**Source material**
+++

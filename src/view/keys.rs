use crate::error::AppError;
use chrono::NaiveDate;
use std::cmp::Ordering;

pub const TICKER_DELIMITER: char = '-';
/// Date value reserved for the per-site chart bucket.
pub const SENTINEL_DATE: &str = "site";

const DATE_FORMATS: [&str; 3] = ["%y%b%d", "%Y-%m-%d", "%Y%m%d"];

#[derive(Debug, Clone, PartialEq, Eq)]
pub struct TickerKey {
    pub site: String,
    pub date: String,
    pub strike: Option<String>,
}

pub fn parse_ticker(raw: &str) -> Result<TickerKey, AppError> {
    let mut segments = raw.trim().split(TICKER_DELIMITER);
    let site = segments.next().unwrap_or_default();
    let date = segments.next().unwrap_or_default();
    let strike = segments.next();
    if site.is_empty() || date.is_empty() || segments.next().is_some() {
        return Err(AppError::malformed(format!(
            "ticker '{raw}' must look like SITE-DATE[-STRIKE]"
        )));
    }

    let strike = strike
        .filter(|segment| !segment.is_empty())
        .map(str::to_string);

    Ok(TickerKey {
        site: site.to_string(),
        date: date.to_string(),
        strike,
    })
}

/// Reads the numeric strike out of display text such as `T85` or `B72.5`.
pub fn extract_strike(display_text: &str) -> Result<f64, AppError> {
    let text = display_text.trim();
    let digits = match text.strip_prefix(['T', 'B']) {
        Some(rest) => {
            let end = rest
                .find(|ch: char| !(ch.is_ascii_digit() || ch == '.'))
                .unwrap_or(rest.len());
            &rest[..end]
        }
        None => "",
    };

    if !digits.starts_with(|ch: char| ch.is_ascii_digit() || ch == '.') {
        return Err(AppError::malformed(format!(
            "'{display_text}' does not start with a T/B strike marker"
        )));
    }

    let strike = digits
        .parse::<f64>()
        .map_err(|error| AppError::malformed(format!("strike in '{display_text}': {error}")))?;
    if !strike.is_finite() {
        return Err(AppError::malformed(format!(
            "strike in '{display_text}' must be finite"
        )));
    }
    Ok(strike)
}

/// Sort key of a date cell. Ordering follows display order: the sentinel
/// first, then newest to oldest, then unparseable dates.
#[derive(Debug, Clone)]
pub enum DateKey {
    Sentinel,
    Dated { raw: String, day: Option<NaiveDate> },
}

impl DateKey {
    pub fn parse(raw: &str) -> Self {
        if raw == SENTINEL_DATE {
            return Self::Sentinel;
        }
        let day = DATE_FORMATS
            .iter()
            .find_map(|format| NaiveDate::parse_from_str(raw, format).ok());
        Self::Dated {
            raw: raw.to_string(),
            day,
        }
    }

    pub fn as_str(&self) -> &str {
        match self {
            Self::Sentinel => SENTINEL_DATE,
            Self::Dated { raw, .. } => raw,
        }
    }

    pub fn is_sentinel(&self) -> bool {
        matches!(self, Self::Sentinel)
    }
}

impl Ord for DateKey {
    fn cmp(&self, other: &Self) -> Ordering {
        match (self, other) {
            (Self::Sentinel, Self::Sentinel) => Ordering::Equal,
            (Self::Sentinel, _) => Ordering::Less,
            (_, Self::Sentinel) => Ordering::Greater,
            (
                Self::Dated {
                    raw: left_raw,
                    day: left_day,
                },
                Self::Dated {
                    raw: right_raw,
                    day: right_day,
                },
            ) => match (left_day, right_day) {
                (Some(left), Some(right)) => right.cmp(left).then_with(|| left_raw.cmp(right_raw)),
                (Some(_), None) => Ordering::Less,
                (None, Some(_)) => Ordering::Greater,
                (None, None) => right_raw.cmp(left_raw),
            },
        }
    }
}

impl PartialOrd for DateKey {
    fn partial_cmp(&self, other: &Self) -> Option<Ordering> {
        Some(self.cmp(other))
    }
}

impl PartialEq for DateKey {
    fn eq(&self, other: &Self) -> bool {
        self.cmp(other) == Ordering::Equal
    }
}

impl Eq for DateKey {}

/// `Less` when `left` is displayed before `right`.
pub fn compare_dates_descending(left: &str, right: &str) -> Ordering {
    DateKey::parse(left).cmp(&DateKey::parse(right))
}

#[cfg(test)]
mod tests {
    use super::*;

    #[test]
    fn splits_ticker_into_site_date_and_strike() {
        let key = parse_ticker("KXHIGHNY-25JUL04-T85").expect("ticker should parse");
        assert_eq!(key.site, "KXHIGHNY");
        assert_eq!(key.date, "25JUL04");
        assert_eq!(key.strike.as_deref(), Some("T85"));
    }

    #[test]
    fn missing_strike_segment_yields_none() {
        let key = parse_ticker("ABC-20240101").expect("ticker should parse");
        assert_eq!(key.strike, None);

        let trailing = parse_ticker("ABC-20240101-").expect("ticker should parse");
        assert_eq!(trailing.strike, None);
    }

    #[test]
    fn rejects_ticker_without_date() {
        assert!(parse_ticker("ABC").is_err());
        assert!(parse_ticker("-20240101-T5").is_err());
    }

    #[test]
    fn rejects_ticker_with_extra_segments() {
        assert!(matches!(
            parse_ticker("NY-25JUL04-T85-X"),
            Err(AppError::MalformedEvent(_))
        ));
        assert!(parse_ticker("NY-25JUL04--").is_err());
    }

    #[test]
    fn extracts_strike_after_marker() {
        assert_eq!(extract_strike("T85").expect("valid strike"), 85.0);
        assert_eq!(extract_strike("B72.5").expect("valid strike"), 72.5);
        assert_eq!(extract_strike("T90-X").expect("valid strike"), 90.0);
    }

    #[test]
    fn strike_extraction_requires_marker_and_number() {
        assert!(extract_strike("85").is_err());
        assert!(extract_strike("X85").is_err());
        assert!(extract_strike("T").is_err());
        assert!(extract_strike("Tabc").is_err());
        assert!(extract_strike("T1.2.3").is_err());
    }

    #[test]
    fn dates_sort_newest_first_with_sentinel_leading() {
        let mut dates = vec!["25JUL03", SENTINEL_DATE, "25JUL05", "25JUL04"];
        dates.sort_by(|left, right| compare_dates_descending(left, right));
        assert_eq!(dates, vec![SENTINEL_DATE, "25JUL05", "25JUL04", "25JUL03"]);
    }

    #[test]
    fn dates_sort_chronologically_across_month_and_year_boundaries() {
        assert_eq!(
            compare_dates_descending("25AUG01", "25JUL31"),
            Ordering::Less
        );
        assert_eq!(
            compare_dates_descending("25NOV30", "25DEC31"),
            Ordering::Greater
        );

        let mut dates = vec!["25JUL31", "25DEC31", "26JAN01", "25AUG01", "25NOV30"];
        dates.sort_by(|left, right| compare_dates_descending(left, right));
        assert_eq!(
            dates,
            vec!["26JAN01", "25DEC31", "25NOV30", "25AUG01", "25JUL31"]
        );
    }

    #[test]
    fn accepts_iso_and_compact_dates() {
        assert_eq!(
            compare_dates_descending("2024-02-01", "20240101"),
            Ordering::Less
        );
        assert_eq!(
            compare_dates_descending("20240101", "2024-02-01"),
            Ordering::Greater
        );
    }

    #[test]
    fn unparseable_dates_follow_real_dates() {
        assert_eq!(
            compare_dates_descending("someday", "25JUL04"),
            Ordering::Greater
        );
        assert_eq!(
            compare_dates_descending(SENTINEL_DATE, "someday"),
            Ordering::Less
        );
    }
}
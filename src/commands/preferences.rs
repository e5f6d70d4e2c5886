use crate::db::preferences::{get_balance, save_balance, BalanceSnapshot, SaveBalanceArgs};
use crate::error::AppError;
use crate::state::AppState;

pub async fn balance_get(state: &AppState) -> Result<BalanceSnapshot, AppError> {
    get_balance(&state.db_pool).await
}

/// Persists the balance and republishes it to the display.
pub async fn balance_save(
    state: &AppState,
    args: SaveBalanceArgs,
) -> Result<BalanceSnapshot, AppError> {
    let snapshot = save_balance(&state.db_pool, args).await?;
    state.balance.send_replace(snapshot.value.clone());
    Ok(snapshot)
}
use crate::clock::now_unix_ms;
use crate::feed::connection::{connect_feed_stream, FeedWsStream};
use crate::feed::types::{decode_frame, FeedConfig, FeedConnectionState, FeedStatusSnapshot};
use crate::view::dispatch::dispatch;
use crate::view::Dashboard;
use futures_util::StreamExt;
use parking_lot::Mutex;
use std::sync::atomic::{AtomicBool, AtomicI64, AtomicU64, Ordering};
use std::sync::Arc;
use std::time::{Duration, Instant};
use tokio::sync::RwLock;
use tokio::time::MissedTickBehavior;
use tokio_tungstenite::tungstenite::Message;
use tokio_util::sync::CancellationToken;
use tracing::{debug, info, warn};

const STATUS_HEARTBEAT_MS: u64 = 1_000;
const STATUS_ERROR_THROTTLE_MS: u64 = 500;
const RECONNECT_MAX_EXPONENT: u32 = 6;
const RECONNECT_JITTER_MS: u64 = 250;

#[derive(Debug, Default)]
struct FeedTelemetry {
    frames_received: AtomicU64,
    frames_dropped: AtomicU64,
    events_applied: AtomicU64,
    has_last_frame_at_ms: AtomicBool,
    last_frame_at_ms: AtomicI64,
}

impl FeedTelemetry {
    fn record_frame(&self, received_at_ms: i64) {
        self.frames_received.fetch_add(1, Ordering::Relaxed);
        self.last_frame_at_ms
            .store(received_at_ms, Ordering::Relaxed);
        self.has_last_frame_at_ms.store(true, Ordering::Relaxed);
    }

    fn record_dropped(&self) {
        self.frames_dropped.fetch_add(1, Ordering::Relaxed);
    }

    fn record_applied(&self, applied: u32) {
        self.events_applied
            .fetch_add(u64::from(applied), Ordering::Relaxed);
    }

    fn fill(&self, snapshot: &mut FeedStatusSnapshot) {
        snapshot.frames_received = self.frames_received.load(Ordering::Relaxed);
        snapshot.frames_dropped = self.frames_dropped.load(Ordering::Relaxed);
        snapshot.events_applied = self.events_applied.load(Ordering::Relaxed);
        snapshot.last_frame_at_ms = if self.has_last_frame_at_ms.load(Ordering::Relaxed) {
            Some(self.last_frame_at_ms.load(Ordering::Relaxed))
        } else {
            None
        };
    }
}
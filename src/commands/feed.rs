use crate::error::AppError;
use crate::feed::pipeline::run_feed;
use crate::feed::types::{
    FeedConnectionState, FeedSession, FeedStatusSnapshot, FeedStopResult, StartFeedArgs,
};
use crate::state::{AppState, FeedHandle};
use std::sync::Arc;
use tokio_util::sync::CancellationToken;
use tracing::info;

/// Starts the feed task, replacing any running one. The dashboard keeps its
/// contents; only the layout is taken from the new configuration.
pub async fn start_feed(
    state: &AppState,
    args: Option<StartFeedArgs>,
) -> Result<FeedSession, AppError> {
    let config = args.unwrap_or_default().normalize()?;

    let existing_handle = {
        let mut feed_slot = state.feed.lock().await;
        feed_slot.take()
    };
    if let Some(handle) = existing_handle {
        handle.cancellation_token.cancel();
        let _ = handle.join_handle.await;
    }

    state.dashboard.lock().layout = config.layout;

    let cancellation_token = CancellationToken::new();
    let task_token = cancellation_token.clone();
    let status_store = Arc::clone(&state.feed_status);
    let dashboard = Arc::clone(&state.dashboard);
    let runtime_config = config.clone();

    let join_handle = tokio::spawn(async move {
        run_feed(runtime_config, dashboard, status_store, task_token).await;
    });

    {
        let mut feed_slot = state.feed.lock().await;
        *feed_slot = Some(FeedHandle {
            cancellation_token,
            join_handle,
        });
    }

    info!(url = %config.url, "feed started");
    Ok(FeedSession::from_config(&config))
}

pub async fn stop_feed(state: &AppState) -> Result<FeedStopResult, AppError> {
    let existing_handle = {
        let mut feed_slot = state.feed.lock().await;
        feed_slot.take()
    };

    let stopped = if let Some(handle) = existing_handle {
        handle.cancellation_token.cancel();
        let _ = handle.join_handle.await;
        true
    } else {
        false
    };

    {
        let mut writable = state.feed_status.write().await;
        writable.state = FeedConnectionState::Stopped;
        writable.reason = Some("feed stopped by command".to_string());
    }

    Ok(FeedStopResult { stopped })
}

pub async fn feed_status(state: &AppState) -> Result<FeedStatusSnapshot, AppError> {
    let snapshot = state.feed_status.read().await.clone();
    Ok(snapshot)
}
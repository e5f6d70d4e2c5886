use crate::commands::console::format_balance;
use crate::error::AppError;
use crate::view::render::render_tree;
use crate::view::Dashboard;
use parking_lot::Mutex;
use std::sync::Arc;
use std::time::Duration;
use tokio::io::{AsyncWrite, AsyncWriteExt};
use tokio::sync::watch;
use tokio::time::MissedTickBehavior;
use tokio_util::sync::CancellationToken;

pub struct DisplaySources {
    pub dashboard: Arc<Mutex<Dashboard>>,
    pub countdown: watch::Receiver<String>,
    pub balance: watch::Receiver<String>,
}

impl DisplaySources {
    /// Returns a full frame when the tree or the balance changed since the
    /// last call. The countdown alone never triggers a redraw.
    fn next_frame(&mut self, last_revision: &mut Option<u64>) -> Option<String> {
        let balance_changed = self.balance.has_changed().unwrap_or(false);
        let (revision, tree_text) = {
            let dashboard = self.dashboard.lock();
            let revision = dashboard.revision();
            if *last_revision == Some(revision) && !balance_changed {
                return None;
            }
            (revision, render_tree(dashboard.tree()))
        };
        *last_revision = Some(revision);

        let balance = self.balance.borrow_and_update().clone();
        let countdown = self.countdown.borrow().clone();
        Some(compose_frame(&countdown, &balance, &tree_text))
    }
}

pub fn compose_frame(countdown: &str, balance: &str, tree_text: &str) -> String {
    let mut frame = String::new();
    frame.push_str(countdown);
    frame.push('\n');
    frame.push_str(&format_balance(balance));
    frame.push('\n');
    if tree_text.is_empty() {
        frame.push_str("(waiting for data)\n");
    } else {
        frame.push_str(tree_text);
    }
    frame.push('\n');
    frame
}

pub async fn run_display<W>(
    mut sources: DisplaySources,
    interval_ms: u64,
    writer: &mut W,
    cancel_token: CancellationToken,
) -> Result<(), AppError>
where
    W: AsyncWrite + Unpin,
{
    let mut ticker = tokio::time::interval(Duration::from_millis(interval_ms));
    ticker.set_missed_tick_behavior(MissedTickBehavior::Skip);
    let mut last_revision = None;

    loop {
        tokio::select! {
            _ = cancel_token.cancelled() => break,
            _ = ticker.tick() => {
                if let Some(frame) = sources.next_frame(&mut last_revision) {
                    writer.write_all(frame.as_bytes()).await?;
                    writer.flush().await?;
                }
            }
        }
    }
    Ok(())
}
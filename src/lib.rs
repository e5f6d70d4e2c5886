pub mod clock;
pub mod commands;
pub mod config;
pub mod db;
pub mod display;
pub mod error;
pub mod feed;
pub mod state;
pub mod view;

use chrono::Utc;
use clock::{countdown_text, run_countdown};
use commands::console::{execute_console_command, parse_console_command, ConsoleReply};
use commands::feed::{start_feed, stop_feed};
use config::AppConfig;
use db::initialize_pool;
use db::preferences::get_balance;
use display::{run_display, DisplaySources};
use error::AppError;
use state::AppState;
use std::sync::Arc;
use tokio::io::{AsyncBufReadExt, BufReader};
use tokio::sync::watch;
use tokio_util::sync::CancellationToken;
use tracing::{info, warn};

/// Runs the dashboard until `quit`, Ctrl-C, or a startup failure.
pub async fn run(config: AppConfig) -> Result<(), AppError> {
    let feed_args = config.feed.clone();
    let feed_config = feed_args.clone().normalize()?;

    let db_pool = initialize_pool(&config).await?;
    let balance = get_balance(&db_pool).await?.value;
    info!(db = %config.db_path().display(), "preferences loaded");
    let state = AppState::new(db_pool, feed_config.layout, balance);
    let shutdown = CancellationToken::new();

    let (countdown_tx, countdown_rx) = watch::channel(countdown_text(Utc::now()));
    let clock_handle = tokio::spawn(run_countdown(countdown_tx, shutdown.clone()));

    start_feed(&state, Some(feed_args)).await?;

    let sources = DisplaySources {
        dashboard: Arc::clone(&state.dashboard),
        countdown: countdown_rx,
        balance: state.balance.subscribe(),
    };
    let display_token = shutdown.clone();
    let render_interval_ms = feed_config.render_interval_ms;
    let display_handle = tokio::spawn(async move {
        let mut stdout = tokio::io::stdout();
        if let Err(error) = run_display(sources, render_interval_ms, &mut stdout, display_token).await
        {
            warn!(%error, "display loop failed");
        }
    });

    let outcome = run_console(&state).await;

    shutdown.cancel();
    stop_feed(&state).await?;
    let _ = clock_handle.await;
    let _ = display_handle.await;
    state.db_pool.close().await;
    info!("dashboard stopped");
    outcome
}

async fn run_console(state: &AppState) -> Result<(), AppError> {
    let mut lines = BufReader::new(tokio::io::stdin()).lines();

    loop {
        let line = tokio::select! {
            signal = tokio::signal::ctrl_c() => {
                signal?;
                info!("interrupt received");
                return Ok(());
            }
            line = lines.next_line() => line?,
        };

        let Some(line) = line else {
            // stdin closed; keep serving until interrupted.
            tokio::signal::ctrl_c().await?;
            info!("interrupt received");
            return Ok(());
        };

        let command = match parse_console_command(&line) {
            Ok(Some(command)) => command,
            Ok(None) => continue,
            Err(error) => {
                println!("{error}");
                continue;
            }
        };

        match execute_console_command(state, command).await {
            Ok(ConsoleReply::Message(message)) => println!("{message}"),
            Ok(ConsoleReply::Quit) => return Ok(()),
            Err(error) => println!("error: {error}"),
        }
    }
}
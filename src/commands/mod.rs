pub mod console;
pub mod feed;
pub mod health;
pub mod preferences;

+++

**Required work**
Locate the lines above that hold the word "must". Show every one of them.

**Task answer**
            "ticker '{raw}' must look like SITE-DATE[-STRIKE]"
            "strike in '{display_text}' must be finite"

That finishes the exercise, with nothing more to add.